Creato il 28 aprile 2012 da Narratore @Narratore74
Risorgimento di Tenebra - Capitolo 1
Dopo un lungo parto, finalmente oggi prende il via il mio Risorgimento di Tenebra. Non è stato facile, complici anche una miriade d'impegni che fino ad oggi mi hanno impedito di dedicarmici. Che poi, ad essere onesti, non ho nemmeno chiaro quanto mi ci vorrà per portare a termine questa avventura, visto che di cose da fare ne ho parecchie e gestirle tutte sarà davvero un'impresa. Ma, insomma, prima o poi dovevo pur iniziare, e questo mi sembrava un bon giorno. Oggi c'è il sole, la temperatura è favorevole e, grazie alla giornata di riposo che meritatamente sono riuscito a farmi, ho pensato "perché no?". E così, eccolo, in tutto il suo splendore. Il primo capitolo di quella che si prospetta come un'ucronia temporale, un viaggio immaginario che ha come protagonista il più grande genio che la storia abbia mai visto.
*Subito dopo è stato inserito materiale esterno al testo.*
use crate::arch::sparse::define::{BITMAP_READ_BITS, BITMAP_WORD_BITS, SEG_NUM};
use crate::arch::sparse::hash_cam::CamEntry;

const READ_MASK: u64 = (1 << BITMAP_READ_BITS) - 1;
const ROW_MASK: u64 = (1 << BITMAP_WORD_BITS) - 1;

/// Rows extracted from one bitmap burst.
#[derive(Debug, Clone, Default, PartialEq, Eq)]
pub struct DecodedBitmap {
  pub rows: Vec<u32>,
  pub counts: Vec<u32>,
}

impl DecodedBitmap {
  pub fn len(&self) -> usize {
    self.rows.len()
  }

  pub fn is_empty(&self) -> bool {
    self.rows.is_empty()
  }

  pub fn ones(&self) -> u64 {
    self.counts.iter().map(|c| *c as u64).sum()
  }

  fn push(&mut self, row: u32) {
    self.rows.push(row);
    self.counts.push(row.count_ones());
  }
}

/// Unpack `BITMAP_READ_BITS`-wide sub-words MSB first into `BITMAP_WORD_BITS`-wide rows.
///
/// A trailing partial row is left aligned and still emitted.
pub fn decode_rows(words: &[u16]) -> DecodedBitmap {
  let mut out = DecodedBitmap::default();
  let mut buffer: u64 = 0;
  let mut valid: u32 = 0;

  for word in words {
    buffer = (buffer << BITMAP_READ_BITS) | (*word as u64 & READ_MASK);
    valid += BITMAP_READ_BITS;
    while valid >= BITMAP_WORD_BITS {
      valid -= BITMAP_WORD_BITS;
      out.push(((buffer >> valid) & ROW_MASK) as u32);
      buffer &= (1u64 << valid) - 1;
    }
  }
  if valid > 0 {
    out.push(((buffer << (BITMAP_WORD_BITS - valid)) & ROW_MASK) as u32);
  }
  out
}

/// Segment `seg` of a row as a CAM entry, bits shifted down to the segment start.
pub fn segment(row: u32, seg: usize) -> CamEntry {
  let width = BITMAP_WORD_BITS / SEG_NUM as u32;
  let start = seg as u32 * width;
  let mask = if width >= 32 { u32::MAX } else { (1u32 << width) - 1 };
  let bits = (row >> start) & mask;
  CamEntry {
    value: bits.count_ones(),
    bits,
  }
}

#[cfg(test)]
mod tests {
  use super::*;

  fn pack(rows: &[u32], tail_bits: u32) -> Vec<u16> {
    let mut words = Vec::new();
    for row in rows {
      words.push((row >> 16) as u16);
      words.push(*row as u16);
    }
    if tail_bits > 0 {
      words.push(0xA5C3);
    }
    words
  }

  #[test]
  fn test_rows_round_trip_with_partial_tail() {
    let rows = [0xFFFF_0000u32, 0x0000_0001, 0x8000_0000, 0x1234_5678];
    let decoded = decode_rows(&pack(&rows, 16));

    assert_eq!(decoded.len(), 5);
    assert_eq!(&decoded.rows[..4], &rows);
    assert_eq!(decoded.counts[..4], [16, 1, 1, 13]);
    // a lone 16-bit tail lands in the upper half
    assert_eq!(decoded.rows[4], 0xA5C3_0000);
    assert_eq!(decoded.counts[4], 0xA5C3u16.count_ones());
    assert_eq!(decoded.ones(), 31 + 8);
  }

  #[test]
  fn test_burst_decodes_into_sixteen_rows() {
    let decoded = decode_rows(&[0xFFFF; 32]);
    assert_eq!(decoded.len(), 16);
    assert!(decoded.counts.iter().all(|c| *c == 32));
    assert!(decode_rows(&[]).is_empty());
  }

  #[test]
  fn test_segments_split_low_half_first() {
    let row = 0x0003_8001;
    assert_eq!(segment(row, 0), CamEntry { value: 2, bits: 0x8001 });
    assert_eq!(segment(row, 1), CamEntry { value: 2, bits: 0x0003 });
    assert_eq!(segment(0, 1).value, 0);
  }
}
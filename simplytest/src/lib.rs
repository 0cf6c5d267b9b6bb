//! `simplytest` is a minimal unit test framework.
//!
//! A [`Suite`] wraps a function under test, collects named cases and runs
//! them in order. A [`Mock`] replaces a dependency of the function under
//! test with a callable that returns a preset value and tracks how often and
//! with which arguments it was called.
//!
//! ```
//! use simplytest::{example::{sum, sum_based}, Mock, Recorder, Suite};
//!
//! let mocked_sum = Mock::new(sum, 2, 10);
//! let instance = mocked_sum.instance();
//!
//! let recorder = Recorder::new();
//! let mut suite = Suite::new(|nums: Vec<i32>| sum_based(sum, &nums))
//!     .with_name("sum_based")
//!     .with_reporter(recorder.clone());
//! suite
//!     .use_mock(&mocked_sum)?
//!     .predicate("uses the mocked sum", move || sum_based(instance, &[4, 1, 2, 1, 2]) == 10)?;
//!
//! assert!(suite.run()?.is_success());
//! # Ok::<(), simplytest::Error>(())
//! ```

mod case;
pub mod error;
pub mod example;
pub mod misc;
pub mod mock;
pub mod report;
pub mod suite;
pub mod times;

pub use error::{Error, Result};
pub use mock::{Expectation, Mock};
pub use report::{ConsoleReporter, Recorder, Report, Reporter, Summary, WriterReporter};
pub use suite::Suite;
pub use times::{Times, TimesRange};
mod mocks;
mod registration;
Leonardo da Vinci, un nome, un simbolo, che io ho preso, rivoltato, rimescolato e gettato in un contesto che, diciamolo, non rientra proprio nelle sue corde. Ma tant'è, quindi... Vi lascio un ultimo ragguaglio: non so con che cadenza riuscirò a pubblicare i vari capitoli. La mia speranza è di farne uno a settimana, massimo quindici giorni, ma so per esperienza che le cose non vanno mai come le progettiamo quindi mi aspetto di non rispettare questa scadenza. A voi il giudizio. Buon divertimento!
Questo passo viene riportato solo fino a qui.